§ WHAT IS REQUIRED: Please copy each line of the data that includes the string "agnostic".

§ RECORD SET:
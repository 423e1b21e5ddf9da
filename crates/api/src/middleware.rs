//! The token verification gate.
//!
//! One state machine per inbound request, terminal on the first failure:
//! header shape, signature/expiry, subject, account lookup, account state.
//! A fault while *checking* is `AUTHENTICATION_ERROR` (5xx), never a
//! `TOKEN_*` code (4xx): "your credential is bad" and "we failed to check
//! it" must stay distinguishable.

use axum::extract::{Request, State};
use axum::http::HeaderMap;
use axum::middleware::Next;
use axum::response::Response;
use serde_json::json;

use masthead_auth::{AuthErrorCode, TokenVerifier};

use crate::app::AppState;
use crate::context::AuthContext;
use crate::errors::GateError;

pub async fn verification_gate(
    State(state): State<AppState>,
    mut req: Request,
    next: Next,
) -> Result<Response, GateError> {
    let token = extract_bearer(req.headers())?;

    let claims = state
        .keys
        .verify(token)
        .map_err(GateError::from_token_error)?;

    let user_id = claims.subject().map_err(GateError::from_token_error)?;

    // I/O-bound lookup; no lock is held across it.
    let account = state.directory.find_by_id(user_id).await.map_err(|err| {
        tracing::error!("account lookup failed during authentication: {err}");
        GateError::new(AuthErrorCode::AuthenticationError)
    })?;

    let Some(user) = account else {
        return Err(GateError::new(AuthErrorCode::UserNotFound));
    };
    if !user.is_active {
        return Err(GateError::new(AuthErrorCode::UserInactive)
            .with_details(json!({"userId": user.id.to_string()})));
    }

    req.extensions_mut().insert(AuthContext { user, claims });
    Ok(next.run(req).await)
}

fn extract_bearer(headers: &HeaderMap) -> Result<&str, GateError> {
    let Some(header) = headers.get(axum::http::header::AUTHORIZATION) else {
        return Err(GateError::new(AuthErrorCode::TokenMissing));
    };

    let header = header
        .to_str()
        .map_err(|_| GateError::new(AuthErrorCode::TokenMalformed))?;

    let Some(rest) = header.strip_prefix("Bearer ") else {
        return Err(GateError::new(AuthErrorCode::TokenMalformed));
    };

    let token = rest.trim();
    if token.is_empty() {
        // `Bearer ` with nothing after it: the scheme was right, the
        // credential is absent.
        return Err(GateError::new(AuthErrorCode::TokenMissing));
    }

    Ok(token)
}
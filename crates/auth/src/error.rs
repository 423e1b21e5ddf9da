//! Error taxonomy shared by the verification gate and the client session core.
//!
//! The codes are wire-stable: the server serializes them into error bodies
//! and the client switches its recovery behavior on them, so both sides
//! depend on this one enumeration staying in sync.

use serde::{Deserialize, Serialize};

/// Machine-readable auth failure code.
#[derive(Debug, Copy, Clone, PartialEq, Eq, Hash, Serialize, Deserialize)]
pub enum AuthErrorCode {
    /// No credential was presented (or it was empty after trimming).
    TokenMissing,
    /// The Authorization header is not of the form `Bearer <token>`.
    TokenMalformed,
    /// Bad signature, undecodable payload, missing subject, or not yet valid.
    TokenInvalid,
    /// Signature checked out but the token is past expiry.
    TokenExpired,
    /// Subject did not resolve to an account.
    UserNotFound,
    /// Account exists but is deactivated.
    UserInactive,
    /// Authenticated but not allowed to perform this action.
    PermissionDenied,
    /// We failed to check the credential (infrastructure fault), as opposed
    /// to the credential being bad.
    AuthenticationError,
    /// Client-side only: the request never reached the gate.
    NetworkError,
}

/// Coarse category, used for the `type` field of error bodies.
#[derive(Debug, Copy, Clone, PartialEq, Eq)]
pub enum AuthErrorKind {
    Authentication,
    Authorization,
    Internal,
}

impl AuthErrorKind {
    pub fn as_str(&self) -> &'static str {
        match self {
            AuthErrorKind::Authentication => "authentication",
            AuthErrorKind::Authorization => "authorization",
            AuthErrorKind::Internal => "internal",
        }
    }
}

/// What the client should do about a failure.
#[derive(Debug, Copy, Clone, PartialEq, Eq)]
pub enum RecoveryPolicy {
    /// Attempt one token refresh before surfacing anything.
    RefreshThenRetry,
    /// The credential is bad for good: clear the session, go to login.
    ClearSession,
    /// The user stays authenticated; render the denial inline.
    KeepSession,
    /// Transient fault: retry with backoff, do not tear the session down.
    RetryWithBackoff,
}

impl AuthErrorCode {
    pub fn as_str(&self) -> &'static str {
        match self {
            AuthErrorCode::TokenMissing => "TOKEN_MISSING",
            AuthErrorCode::TokenMalformed => "TOKEN_MALFORMED",
            AuthErrorCode::TokenInvalid => "TOKEN_INVALID",
            AuthErrorCode::TokenExpired => "TOKEN_EXPIRED",
            AuthErrorCode::UserNotFound => "USER_NOT_FOUND",
            AuthErrorCode::UserInactive => "USER_INACTIVE",
            AuthErrorCode::PermissionDenied => "PERMISSION_DENIED",
            AuthErrorCode::AuthenticationError => "AUTHENTICATION_ERROR",
            AuthErrorCode::NetworkError => "NETWORK_ERROR",
        }
    }

    pub fn kind(&self) -> AuthErrorKind {
        match self {
            AuthErrorCode::PermissionDenied => AuthErrorKind::Authorization,
            AuthErrorCode::AuthenticationError | AuthErrorCode::NetworkError => {
                AuthErrorKind::Internal
            }
            _ => AuthErrorKind::Authentication,
        }
    }

    /// HTTP status the server responds with. `None` for client-only codes.
    pub fn http_status(&self) -> Option<u16> {
        match self {
            AuthErrorCode::PermissionDenied => Some(403),
            AuthErrorCode::AuthenticationError => Some(500),
            AuthErrorCode::NetworkError => None,
            _ => Some(401),
        }
    }

    pub fn recovery(&self) -> RecoveryPolicy {
        match self {
            AuthErrorCode::TokenExpired => RecoveryPolicy::RefreshThenRetry,
            AuthErrorCode::TokenMissing
            | AuthErrorCode::TokenMalformed
            | AuthErrorCode::TokenInvalid
            | AuthErrorCode::UserNotFound
            | AuthErrorCode::UserInactive => RecoveryPolicy::ClearSession,
            AuthErrorCode::PermissionDenied => RecoveryPolicy::KeepSession,
            AuthErrorCode::AuthenticationError | AuthErrorCode::NetworkError => {
                RecoveryPolicy::RetryWithBackoff
            }
        }
    }

    /// Default human-readable message.
    pub fn message(&self) -> &'static str {
        match self {
            AuthErrorCode::TokenMissing => "Authentication token is required",
            AuthErrorCode::TokenMalformed => {
                "Invalid authorization header format (expected 'Bearer <token>')"
            }
            AuthErrorCode::TokenInvalid => "Authentication token is invalid",
            AuthErrorCode::TokenExpired => "Authentication token has expired",
            AuthErrorCode::UserNotFound => "User account no longer exists",
            AuthErrorCode::UserInactive => "User account is deactivated",
            AuthErrorCode::PermissionDenied => "Insufficient permissions for this operation",
            AuthErrorCode::AuthenticationError => "Failed to verify authentication",
            AuthErrorCode::NetworkError => "Network error before the request reached the server",
        }
    }
}

impl core::fmt::Display for AuthErrorCode {
    fn fmt(&self, f: &mut core::fmt::Formatter<'_>) -> core::fmt::Result {
        f.write_str(self.as_str())
    }
}
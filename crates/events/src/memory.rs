//! In-memory change channel for tests/dev.

use std::sync::{Mutex, mpsc};

use crate::channel::{ChangeChannel, ChannelError, Subscription};

/// In-memory broadcast channel.
///
/// - No IO / no async
/// - Best-effort fan-out to every live subscription, the publisher's own
///   subscription included (origin filtering is the consumer's job, exactly
///   as with browser storage events arriving in the writing tab's frame)
#[derive(Debug)]
pub struct InMemoryChangeChannel<M> {
    subscribers: Mutex<Vec<mpsc::Sender<M>>>,
}

impl<M> InMemoryChangeChannel<M> {
    pub fn new() -> Self {
        Self::default()
    }
}

impl<M> Default for InMemoryChangeChannel<M> {
    fn default() -> Self {
        Self {
            subscribers: Mutex::new(Vec::new()),
        }
    }
}

impl<M> ChangeChannel<M> for InMemoryChangeChannel<M>
where
    M: Clone + Send + 'static,
{
    fn publish(&self, message: M) -> Result<(), ChannelError> {
        let mut subs = self
            .subscribers
            .lock()
            .map_err(|_| ChannelError::Poisoned)?;

        // Drop any dead subscribers while publishing.
        subs.retain(|tx| tx.send(message.clone()).is_ok());

        Ok(())
    }

    fn subscribe(&self) -> Subscription<M> {
        let (tx, rx) = mpsc::channel();

        // If the lock is poisoned we still return a subscription; it just
        // won't receive messages until the process restarts.
        if let Ok(mut subs) = self.subscribers.lock() {
            subs.push(tx);
        }

        Subscription::new(rx)
    }
}

#[cfg(test)]
mod tests {
    use super::*;

    #[test]
    fn every_subscriber_sees_every_message() {
        let channel = InMemoryChangeChannel::new();
        let a = channel.subscribe();
        let b = channel.subscribe();

        channel.publish(1u32).unwrap();
        channel.publish(2u32).unwrap();

        assert_eq!(a.try_recv(), Ok(1));
        assert_eq!(a.try_recv(), Ok(2));
        assert_eq!(b.try_recv(), Ok(1));
        assert_eq!(b.try_recv(), Ok(2));
    }

    #[test]
    fn dropped_subscribers_are_pruned() {
        let channel = InMemoryChangeChannel::new();
        let keep = channel.subscribe();
        drop(channel.subscribe());

        channel.publish("x").unwrap();
        assert_eq!(keep.try_recv(), Ok("x"));
    }
}
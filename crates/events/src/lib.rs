//! `masthead-events` — change-notification channel abstraction.
//!
//! A [`ChangeChannel`] is the mechanism by which concurrently open execution
//! contexts (browser tabs, desktop windows, test harness "tabs") observe each
//! other's writes to shared session state. It is deliberately generic: the
//! web target implements it over the native storage-change notification, a
//! server-hosted multi-client target over a pub/sub broker keyed by session
//! id, and tests over the in-memory broadcast in [`memory`].

pub mod channel;
pub mod memory;

pub use channel::{ChangeChannel, ChannelError, Subscription};
pub use memory::InMemoryChangeChannel;
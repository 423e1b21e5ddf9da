//! Publish/subscribe contract for cross-context change notifications.
//!
//! The channel makes minimal assumptions on purpose:
//!
//! - **Transport-agnostic**: in-memory channels, browser storage events, a
//!   broker — anything that can fan a message out to same-session peers.
//! - **At-least-once**: a message may be observed more than once; consumers
//!   must be idempotent.
//! - **No persistence**: the persisted session store is the source of truth;
//!   the channel only tells peers that it changed.
//!
//! Delivery to the publishing context itself is implementation-defined, which
//! is why every message carries an origin tag the consumer filters on.

use std::sync::Arc;
use std::sync::mpsc::Receiver;
use std::time::Duration;

use thiserror::Error;

#[derive(Debug, Error, Clone, PartialEq, Eq)]
pub enum ChannelError {
    /// Publish failed due to internal lock poisoning.
    #[error("change channel is poisoned")]
    Poisoned,
}

/// A subscription to a change stream.
///
/// Each subscription gets a copy of every message published to the channel
/// (broadcast semantics). Subscriptions are designed for single-threaded
/// consumption: one context, one subscription, drained cooperatively.
#[derive(Debug)]
pub struct Subscription<M> {
    receiver: Receiver<M>,
}

impl<M> Subscription<M> {
    pub fn new(receiver: Receiver<M>) -> Self {
        Self { receiver }
    }

    /// Block until the next message is available.
    pub fn recv(&self) -> Result<M, std::sync::mpsc::RecvError> {
        self.receiver.recv()
    }

    /// Try to receive a message without blocking.
    pub fn try_recv(&self) -> Result<M, std::sync::mpsc::TryRecvError> {
        self.receiver.try_recv()
    }

    /// Block for up to `timeout` waiting for a message.
    pub fn recv_timeout(&self, timeout: Duration) -> Result<M, std::sync::mpsc::RecvTimeoutError> {
        self.receiver.recv_timeout(timeout)
    }
}

/// Change-notification channel (pub/sub abstraction).
///
/// The error type is fixed rather than associated so the channel stays
/// object-safe behind `Arc<dyn ChangeChannel<M>>`; consumers are wired by
/// injection, not by generics.
pub trait ChangeChannel<M>: Send + Sync {
    fn publish(&self, message: M) -> Result<(), ChannelError>;

    fn subscribe(&self) -> Subscription<M>;
}

impl<M, C> ChangeChannel<M> for Arc<C>
where
    C: ChangeChannel<M> + ?Sized,
{
    fn publish(&self, message: M) -> Result<(), ChannelError> {
        (**self).publish(message)
    }

    fn subscribe(&self) -> Subscription<M> {
        (**self).subscribe()
    }
}
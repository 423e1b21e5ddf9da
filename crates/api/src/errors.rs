//! Structured JSON error responses.
//!
//! Every auth failure serializes to the same body shape:
//! `{success, error, code, type, timestamp, details}`. Clients switch on
//! `code`; humans read `error`.

use axum::Json;
use axum::http::StatusCode;
use axum::response::{IntoResponse, Response};
use chrono::Utc;
use serde_json::{Value, json};

use masthead_auth::{AuthErrorCode, TokenError};

#[derive(Debug)]
pub struct GateError {
    code: AuthErrorCode,
    message: String,
    details: Value,
}

impl GateError {
    pub fn new(code: AuthErrorCode) -> Self {
        Self {
            code,
            message: code.message().to_string(),
            details: json!({}),
        }
    }

    pub fn with_message(mut self, message: impl Into<String>) -> Self {
        self.message = message.into();
        self
    }

    pub fn with_details(mut self, details: Value) -> Self {
        self.details = details;
        self
    }

    pub fn code(&self) -> AuthErrorCode {
        self.code
    }

    /// Map a verification failure into the gate taxonomy.
    ///
    /// Everything except expiry collapses into `TOKEN_INVALID` (the header
    /// was well-formed, the credential itself is bad), with the concrete
    /// reason preserved in the details.
    pub fn from_token_error(err: TokenError) -> Self {
        match err {
            TokenError::Expired { expired_at } => Self::new(AuthErrorCode::TokenExpired)
                .with_details(json!({
                    "expiry": expired_at.map(|at| at.to_rfc3339()),
                })),
            TokenError::InvalidSignature => Self::new(AuthErrorCode::TokenInvalid)
                .with_details(json!({"reason": "invalid_signature"})),
            TokenError::NotYetValid => Self::new(AuthErrorCode::TokenInvalid)
                .with_details(json!({"reason": "not_yet_valid"})),
            TokenError::MissingSubject => Self::new(AuthErrorCode::TokenInvalid)
                .with_details(json!({"reason": "missing_subject"})),
            TokenError::Malformed(detail) => Self::new(AuthErrorCode::TokenInvalid)
                .with_details(json!({"reason": "malformed", "detail": detail})),
            TokenError::Signing(detail) => {
                Self::new(AuthErrorCode::AuthenticationError).with_message(detail)
            }
        }
    }
}

impl IntoResponse for GateError {
    fn into_response(self) -> Response {
        let status = self
            .code
            .http_status()
            .and_then(|code| StatusCode::from_u16(code).ok())
            .unwrap_or(StatusCode::INTERNAL_SERVER_ERROR);

        (
            status,
            Json(json!({
                "success": false,
                "error": self.message,
                "code": self.code.as_str(),
                "type": self.code.kind().as_str(),
                "timestamp": Utc::now().to_rfc3339(),
                "details": self.details,
            })),
        )
            .into_response()
    }
}

/// One-off error body for codes outside the gate taxonomy (e.g. rejected
/// credentials on the issuance route).
pub fn json_error(
    status: StatusCode,
    code: &'static str,
    kind: &'static str,
    message: impl Into<String>,
) -> Response {
    (
        status,
        Json(json!({
            "success": false,
            "error": message.into(),
            "code": code,
            "type": kind,
            "timestamp": Utc::now().to_rfc3339(),
            "details": {},
        })),
    )
        .into_response()
}

#[cfg(test)]
mod tests {
    use super::*;

    #[test]
    fn expired_token_error_carries_expiry_detail() {
        let at = Utc::now();
        let err = GateError::from_token_error(TokenError::Expired {
            expired_at: Some(at),
        });
        assert_eq!(err.code(), AuthErrorCode::TokenExpired);
        assert_eq!(err.details["expiry"], json!(at.to_rfc3339()));
    }

    #[test]
    fn signature_and_shape_failures_are_token_invalid() {
        for err in [
            TokenError::InvalidSignature,
            TokenError::NotYetValid,
            TokenError::MissingSubject,
            TokenError::Malformed("bad".into()),
        ] {
            assert_eq!(
                GateError::from_token_error(err).code(),
                AuthErrorCode::TokenInvalid
            );
        }
    }
}
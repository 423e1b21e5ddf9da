use chrono::{DateTime, Duration, TimeZone, Utc};
use serde::{Deserialize, Serialize};
use thiserror::Error;

use masthead_core::{DepartmentId, Role, UserId, UserRecord};

use crate::verifier::TokenError;

/// JWT claims model (transport-agnostic).
///
/// This is the minimal set of claims Masthead expects once a token has been
/// decoded by whatever security layer is in use. `sub` stays a string at this
/// layer; whether it parses to a [`UserId`] is the gate's concern, and the
/// distinction matters for error reporting.
#[derive(Debug, Clone, PartialEq, Eq, Serialize, Deserialize)]
pub struct AccessClaims {
    /// Subject / user identifier.
    #[serde(default)]
    pub sub: String,

    /// Username at issuance time (display convenience, not authoritative).
    pub username: String,

    /// RBAC role granted by the token.
    pub role: Role,

    /// Department scope, when the account has one.
    #[serde(default, skip_serializing_if = "Option::is_none")]
    pub department_id: Option<DepartmentId>,

    /// Issued-at, seconds since epoch.
    pub iat: i64,

    /// Expiry, seconds since epoch.
    pub exp: i64,
}

impl AccessClaims {
    /// Build claims for a user with the given validity window.
    pub fn for_user(user: &UserRecord, issued_at: DateTime<Utc>, ttl: Duration) -> Self {
        Self {
            sub: user.id.to_string(),
            username: user.username.clone(),
            role: user.role,
            department_id: user.department_id,
            iat: issued_at.timestamp(),
            exp: (issued_at + ttl).timestamp(),
        }
    }

    /// Parse the subject into a typed user id.
    pub fn subject(&self) -> Result<UserId, TokenError> {
        let trimmed = self.sub.trim();
        if trimmed.is_empty() {
            return Err(TokenError::MissingSubject);
        }
        trimmed
            .parse()
            .map_err(|_| TokenError::Malformed("subject is not a valid user id".into()))
    }

    pub fn issued_at(&self) -> DateTime<Utc> {
        Utc.timestamp_opt(self.iat, 0).single().unwrap_or_default()
    }

    pub fn expires_at(&self) -> DateTime<Utc> {
        Utc.timestamp_opt(self.exp, 0).single().unwrap_or_default()
    }
}

#[derive(Debug, Error, Clone, PartialEq, Eq)]
pub enum TokenValidationError {
    #[error("token has expired")]
    Expired,

    #[error("token not yet valid (issued_at is in the future)")]
    NotYetValid,

    #[error("invalid token time window (exp <= iat)")]
    InvalidTimeWindow,
}

/// Deterministically validate the claim time window.
///
/// Note: this validates the *claims* only. Signature verification is the
/// verifier's job.
pub fn validate_claims(claims: &AccessClaims, now: DateTime<Utc>) -> Result<(), TokenValidationError> {
    if claims.exp <= claims.iat {
        return Err(TokenValidationError::InvalidTimeWindow);
    }
    if now < claims.issued_at() {
        return Err(TokenValidationError::NotYetValid);
    }
    if now >= claims.expires_at() {
        return Err(TokenValidationError::Expired);
    }
    Ok(())
}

§ ANSWER SPACE:
//! - **Transport-agnostic**: in-memory channels, browser storage events, a
/// JWT claims model (transport-agnostic).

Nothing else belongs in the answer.